In addition to creating the childcare industry as a capitalistic supplement to parenthood, our society is imbued with materialistic beliefs that encourage parents to seek alternatives to caring for their children. One widely held belief is that both parents should be employed away from home on a full-time basis in order to generate enough income to pay for high quality childcare along with luxury goods and services.
Another belief is that commercially fostered trends of consumption reflect success and sophistication. Parents are attracted to professional expertise and novel technologies that free them from menial chores like childrearing. When you can pay someone else to do a tedious job better, why do it yourself? Even when childrearing appeals to adults, the lack of social support for a task regarded as “caretaking” or “caregiving” rather than as an interactive growth process for children and adults undermines its value.
Because children are the raison d’être of parenthood, anything that undermines parenthood detracts from children’s developmental needs. Both obvious and subtle disparagement of parenthood adversely affects children.

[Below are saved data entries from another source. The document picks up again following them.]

use std::fs;

use tome_todo_list::library::{
    import_from_path, load_from_path, save_to_path, Header, SchemaIssue,
};
use tome_todo_list::{BookDraft, LibraryError, RecordStore};

fn draft(title: &str, author: &str, status: &str) -> BookDraft {
    BookDraft {
        title: title.to_string(),
        author: author.to_string(),
        status: status.to_string(),
        ..BookDraft::default()
    }
}

#[test]
fn missing_file_starts_an_empty_library() {
    let dir = tempfile::tempdir().unwrap();
    let loaded = load_from_path(&dir.path().join("nothing-here.csv")).unwrap();

    assert!(loaded.store.is_empty());
    assert!(loaded.report.is_clean());
}

#[test]
fn saved_library_loads_back_with_the_same_records() {
    let dir = tempfile::tempdir().unwrap();
    let path = dir.path().join("library.csv");

    let mut store = RecordStore::default();
    store
        .add(BookDraft {
            rating: "4".to_string(),
            review: "Sharp, funny and \"strange\".\nWould reread.".to_string(),
            date_added: "2024/01/05".to_string(),
            ..draft("The Dispossessed", "Ursula K. Le Guin", "read")
        })
        .unwrap();
    store
        .add(BookDraft {
            date_added: "2024/02/11".to_string(),
            ..draft("Hyperion", "Dan Simmons", "currently-reading")
        })
        .unwrap();

    save_to_path(&path, &store).unwrap();
    let loaded = load_from_path(&path).unwrap();

    assert!(loaded.report.is_clean());
    assert_eq!(loaded.store.len(), 2);
    for (before, after) in store.records().iter().zip(loaded.store.records()) {
        assert_eq!(before.title, after.title);
        assert_eq!(before.author, after.author);
        assert_eq!(before.rating, after.rating);
        assert_eq!(before.review, after.review);
        assert_eq!(before.status, after.status);
        assert_eq!(before.date_added, after.date_added);
    }
}

#[test]
fn unknown_columns_survive_load_and_save() {
    let dir = tempfile::tempdir().unwrap();
    let path = dir.path().join("library.csv");
    fs::write(
        &path,
        "Book Id,Title,Author,Exclusive Shelf,Owned Copies\n\
         42,Emma,Jane Austen,read,2\n",
    )
    .unwrap();

    let loaded = load_from_path(&path).unwrap();
    assert_eq!(loaded.store.records()[0].extra["Book Id"], "42");
    save_to_path(&path, &loaded.store).unwrap();

    let text = fs::read_to_string(&path).unwrap();
    let mut lines = text.lines();
    let header = lines.next().unwrap();
    assert!(header.starts_with("Book Id,Title,Author,Exclusive Shelf,Owned Copies,"));
    assert!(header.contains("My Rating"));
    assert!(lines.next().unwrap().starts_with("42,Emma,Jane Austen,read,2,"));

    let reloaded = load_from_path(&path).unwrap();
    assert_eq!(reloaded.store.records()[0].extra["Owned Copies"], "2");
}

#[test]
fn short_rows_are_padded_and_reported() {
    let dir = tempfile::tempdir().unwrap();
    let path = dir.path().join("library.csv");
    fs::write(&path, "Title,Author,My Rating\nWatership Down\n").unwrap();

    let loaded = load_from_path(&path).unwrap();
    let record = &loaded.store.records()[0];

    assert_eq!(record.title, "Watership Down");
    assert_eq!(record.author, "");
    assert_eq!(record.rating, None);
    assert_eq!(
        loaded.report.issues,
        vec![SchemaIssue::ShortRow {
            row: 1,
            expected: 3,
            found: 1
        }]
    );
}

#[test]
fn reading_books_come_first_in_file_order() {
    let dir = tempfile::tempdir().unwrap();
    let path = dir.path().join("library.csv");
    fs::write(
        &path,
        "Title,Exclusive Shelf\n\
         A,read\n\
         B,currently-reading\n\
         C,to-read\n\
         D,currently-reading\n",
    )
    .unwrap();

    let loaded = load_from_path(&path).unwrap();
    let titles: Vec<&str> = loaded
        .store
        .ordered_view()
        .into_iter()
        .map(|record| record.title.as_str())
        .collect();

    assert_eq!(titles, vec!["B", "D", "A", "C"]);
}

#[test]
fn directory_path_is_a_file_access_error() {
    let dir = tempfile::tempdir().unwrap();

    let err = load_from_path(dir.path()).unwrap_err();
    assert!(matches!(err, LibraryError::FileAccess { .. }));
}

#[test]
fn saving_into_a_missing_directory_fails_without_side_effects() {
    let dir = tempfile::tempdir().unwrap();
    let path = dir.path().join("absent").join("library.csv");

    let err = save_to_path(&path, &RecordStore::default()).unwrap_err();
    assert!(matches!(err, LibraryError::FileAccess { .. }));
    assert!(!path.exists());
}

#[test]
fn failed_save_leaves_the_previous_file_untouched() {
    let dir = tempfile::tempdir().unwrap();
    let path = dir.path().join("library.csv");
    let mut store = RecordStore::default();
    store.add(draft("Kindred", "Octavia E. Butler", "read")).unwrap();
    save_to_path(&path, &store).unwrap();
    let before = fs::read_to_string(&path).unwrap();

    let blocked = dir.path().join("library.csv").join("nested.csv");
    assert!(save_to_path(&blocked, &store).is_err());
    assert_eq!(fs::read_to_string(&path).unwrap(), before);
}

#[test]
fn goodreads_import_cleans_isbns_and_reviews() {
    let dir = tempfile::tempdir().unwrap();
    let export = dir.path().join("goodreads_library_export.csv");
    fs::write(
        &export,
        "Book Id,Title,Author,ISBN,ISBN13,My Rating,My Review,Exclusive Shelf\n\
         7,Dune,Frank Herbert,\"=\"\"0441013597\"\"\",\"=\"\"9780441013593\"\"\",5,Great.<br/><br/>Spice.,read\n",
    )
    .unwrap();

    let imported = import_from_path(&export).unwrap();
    let record = &imported.store.records()[0];

    assert_eq!(record.isbn, "0441013597");
    assert_eq!(record.extra["ISBN13"], "9780441013593");
    assert_eq!(record.review, "Great.\n\nSpice.");
    assert_eq!(record.rating.map(|r| r.value()), Some(5));
}

#[test]
fn leading_byte_order_mark_is_ignored() {
    let dir = tempfile::tempdir().unwrap();
    let path = dir.path().join("library.csv");
    fs::write(&path, "\u{feff}Title,Author\nNight,Elie Wiesel\n").unwrap();

    let loaded = load_from_path(&path).unwrap();

    assert_eq!(loaded.store.records()[0].title, "Night");
    assert_eq!(loaded.store.header().names().next(), Some("Title"));
}

#[test]
fn zero_length_file_loads_as_an_empty_canonical_library() {
    let dir = tempfile::tempdir().unwrap();
    let path = dir.path().join("library.csv");
    fs::write(&path, "").unwrap();

    let loaded = load_from_path(&path).unwrap();

    assert!(loaded.store.is_empty());
    assert!(loaded.report.is_clean());
    assert_eq!(loaded.store.header(), &Header::canonical());
}

#[test]
fn unparsed_ratings_are_written_back_verbatim() {
    let dir = tempfile::tempdir().unwrap();
    let path = dir.path().join("library.csv");
    fs::write(&path, "Title,My Rating\nEmma,3.5\nDune,7\n").unwrap();

    let loaded = load_from_path(&path).unwrap();
    assert_eq!(loaded.report.issues.len(), 2);
    assert!(loaded.store.records().iter().all(|record| record.rating.is_none()));
    save_to_path(&path, &loaded.store).unwrap();

    let text = fs::read_to_string(&path).unwrap();
    let mut lines = text.lines().skip(1);
    assert!(lines.next().unwrap().starts_with("Emma,3.5,"));
    assert!(lines.next().unwrap().starts_with("Dune,7,"));
}

#[test]
fn repeated_column_names_are_saved_unchanged() {
    let dir = tempfile::tempdir().unwrap();
    let path = dir.path().join("library.csv");
    fs::write(&path, "Title,Notes,Notes\nEmma,first,second\n").unwrap();

    let loaded = load_from_path(&path).unwrap();
    assert!(loaded.report.is_clean());
    save_to_path(&path, &loaded.store).unwrap();

    let text = fs::read_to_string(&path).unwrap();
    let mut lines = text.lines();
    assert!(lines.next().unwrap().starts_with("Title,Notes,Notes,"));
    assert!(lines.next().unwrap().starts_with("Emma,first,second,"));

    let reloaded = load_from_path(&path).unwrap();
    assert_eq!(reloaded.store.records()[0].extra["Notes (2)"], "second");
}

#[cfg(unix)]
#[test]
fn save_keeps_the_library_file_mode() {
    use std::os::unix::fs::PermissionsExt;

    let dir = tempfile::tempdir().unwrap();
    let path = dir.path().join("library.csv");
    fs::write(&path, "Title\nEmma\n").unwrap();
    fs::set_permissions(&path, fs::Permissions::from_mode(0o644)).unwrap();

    let loaded = load_from_path(&path).unwrap();
    save_to_path(&path, &loaded.store).unwrap();

    let mode = fs::metadata(&path).unwrap().permissions().mode();
    assert_eq!(mode & 0o777, 0o644);
}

Parenthood in Second Place
A civilization’s growing complexity brings competition among interests and activities. Childrearing is increasingly delegated to institutions, such as schools and childcare facilities. Rather than being the primary activity of adults, parenthood often is relegated to second place by necessity and by choice.
Because it is unpaid, parenthood doesn’t have direct economic value while paying others to care for children does. Parents therefore seem to be more useful to society in the work force where productivity can be valued in monetary terms. Hiring non-parents to care for children also creates jobs that increase the GDP. Still, childcare’s financial value is comparatively low and most is of poor quality.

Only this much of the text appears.